I never used an AC or even seen one, so I have a question.  When using an/your AC, can you upgrade to a 1-BR IF one becomes available within 45 days of travel?  Or, can you only apply the AC towards what ever the AC states (if it states the unit size)?


----------



## hajjah (Aug 10, 2012)

I am very new to II only since March after having been a member about five years ago.  Let me just say that I was so surprised at what I could pull with that AC.  When I did a search, I found units for 1 & 2 bdrms even though the AC was for a studio unit.  I got the AC as a result of some complaints I had while staying in a condo unit in Dubai back in April.  I am not complaining one bit amount my studio unit.  I did see larger units available, but not for the dates that I needed.  I am very happy about this exchange with an AC.  I never got anything like this from RCI and I've been a member since 1998.


----------



## hajjah (Aug 24, 2012)

Anyone know the size of the refrigerator in the studio unit?  We need to know how much food we can bring from home.


----------



## joyzilli (Aug 24, 2012)

It is an under-the-counter refrig.


----------



## m61376 (Aug 24, 2012)

hajjah said:


> Anyone know the size of the refrigerator in the studio unit?  We need to know how much food we can bring from home.

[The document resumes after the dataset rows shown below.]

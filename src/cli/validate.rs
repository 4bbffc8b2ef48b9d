use std::path::PathBuf;

use clap::ValueEnum;
use mealguard::{Config, PlanRequest, Report, plan_defaults};

#[derive(Clone, Copy, Debug, Default, PartialEq, Eq, ValueEnum)]
pub enum OutputFormat {
    #[default]
    Text,
    Json,
}

/// Judge a plan file and print the report. Returns whether the plan passed.
#[tracing::instrument(skip(config))]
pub fn validate_plan(config: &Config, plan: PathBuf, format: OutputFormat) -> anyhow::Result<bool> {
    let defaults = plan_defaults(config)?;
    let request = PlanRequest::from_file(&plan)?;

    tracing::info!(
        meals = request.meals.len(),
        week_start = %request.week_start,
        "validating meal plan"
    );

    let result = request.run(&defaults);
    let report = Report::from(&result);

    match format {
        OutputFormat::Text => {
            print!("{}", report.to_text());
            if let Some(prompt) = result.correction_prompt() {
                tracing::debug!(prompt = %prompt, "correction prompt");
            }
        }
        OutputFormat::Json => println!("{}", report.to_json()?),
    }

    if result.is_valid {
        tracing::info!(warnings = result.warnings.len(), "plan accepted");
    } else {
        tracing::warn!(errors = result.errors.len(), "plan rejected");
    }

    Ok(result.is_valid)
}
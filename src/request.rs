use std::path::Path;

use chrono::NaiveDate;
use mealguard_validation::{
    Finding, MacroCheck, MealFamily, PlanSettings, RecipeSlotCatalog, ScheduledMeal,
    UsageHistoryEntry, ValidationError, ValidationOptions, ValidationResult, validate,
};
use serde::{Deserialize, Serialize};

use crate::error::AppError;

/// A candidate plan and everything needed to judge it, as read from disk
#[derive(Debug, Clone, Deserialize)]
pub struct PlanRequest {
    pub week_start: NaiveDate,
    pub meals: Vec<ScheduledMeal>,
    #[serde(default)]
    pub history: Vec<UsageHistoryEntry>,
    #[serde(default)]
    pub settings: Option<PlanSettings>,
    #[serde(default)]
    pub recipe_slots: Option<RecipeSlotCatalog>,
    #[serde(default)]
    pub options: Option<ValidationOptions>,
}

/// Configured fallbacks for requests that omit settings or options
#[derive(Debug, Clone, Default)]
pub struct PlanDefaults {
    pub settings: PlanSettings,
    pub exempt_families: Vec<MealFamily>,
    pub allow_dinner_for_lunch: bool,
}

impl PlanRequest {
    pub fn from_json(json: &str) -> Result<Self, ValidationError> {
        Ok(serde_json::from_str(json)?)
    }

    pub fn from_file(path: &Path) -> Result<Self, AppError> {
        let json = std::fs::read_to_string(path).map_err(|source| AppError::ReadError {
            path: path.display().to_string(),
            source,
        })?;
        Ok(Self::from_json(&json)?)
    }

    pub fn run(&self, defaults: &PlanDefaults) -> ValidationResult {
        let settings = self.settings.as_ref().unwrap_or(&defaults.settings);
        let options = self.options.clone().unwrap_or_else(|| ValidationOptions {
            exempt_families: defaults.exempt_families.clone(),
            allow_dinner_for_lunch: defaults.allow_dinner_for_lunch,
            ..Default::default()
        });

        validate(
            &self.meals,
            settings,
            self.week_start,
            &self.history,
            self.recipe_slots.as_ref(),
            Some(&options),
        )
    }
}

#[derive(Debug, Clone, Serialize, PartialEq)]
pub struct ReportEntry {
    pub kind: String,
    pub message: String,
}

impl From<&Finding> for ReportEntry {
    fn from(finding: &Finding) -> Self {
        Self {
            kind: finding.kind().to_string(),
            message: finding.to_string(),
        }
    }
}

/// Printable form of a validation result
#[derive(Debug, Clone, Serialize)]
pub struct Report {
    pub valid: bool,
    pub errors: Vec<ReportEntry>,
    pub warnings: Vec<ReportEntry>,
    pub diagnostics: Vec<String>,
    pub macro_check: MacroCheck,
}

impl From<&ValidationResult> for Report {
    fn from(result: &ValidationResult) -> Self {
        Self {
            valid: result.is_valid,
            errors: result.errors.iter().map(ReportEntry::from).collect(),
            warnings: result.warnings.iter().map(ReportEntry::from).collect(),
            diagnostics: result.diagnostics.clone(),
            macro_check: result.macro_check,
        }
    }
}

impl Report {
    pub fn to_json(&self) -> Result<String, serde_json::Error> {
        serde_json::to_string_pretty(self)
    }

    pub fn to_text(&self) -> String {
        let mut text = if self.valid {
            String::from("Plan accepted\n")
        } else {
            format!("Plan rejected: {} error(s)\n", self.errors.len())
        };

        for entry in &self.errors {
            text.push_str(&format!("  error   [{}] {}\n", entry.kind, entry.message));
        }
        for entry in &self.warnings {
            text.push_str(&format!("  warning [{}] {}\n", entry.kind, entry.message));
        }

        text
    }
}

As posted above, it is an under the counter fridge, with a small freezer compartment big enough to store a few steaks.


----------



## hajjah (Aug 26, 2012)

Thanks so much for the updated information.


----------



## truth1ness (Nov 27, 2014)

How is the rest of the kitchenette? Is it feasible to cook meals there? What's included?


----------



## MabelP (Nov 27, 2014)

Are there grills there?


----------



## hajjah (Dec 1, 2014)

Yes, there are grills available.


----------



## hajjah (Dec 1, 2014)

The studio was not feasible to cook meals.  The unit also is better for no more than two people.  The fridge is about a dorm size.  There is a microwave, but no cooking area, if I recall correctly.


----------



## elaine (Dec 2, 2014)

there is an excellent (and fun to shop at) large Dutch grocery store on the way from airport to Marriott.  Everything you are used to, plus interested European imports. Also liquor store on premises. No need to bring anything from home. We ate in 1/2 the time in studio. We ate" breakfast--fruit, cereal, yogurt, toast, coffee, lunch-sandwiches, salads, dinner 2X--grilled chicken, microwave rice (bring from home), salad, appetizers--wine, cheese (excellent, various tapas, olive spreads, etc. on french bread), salami, fruit. Lots of cheap chocolate! I loved shopping there--very fun and interesting. good gas grills.


----------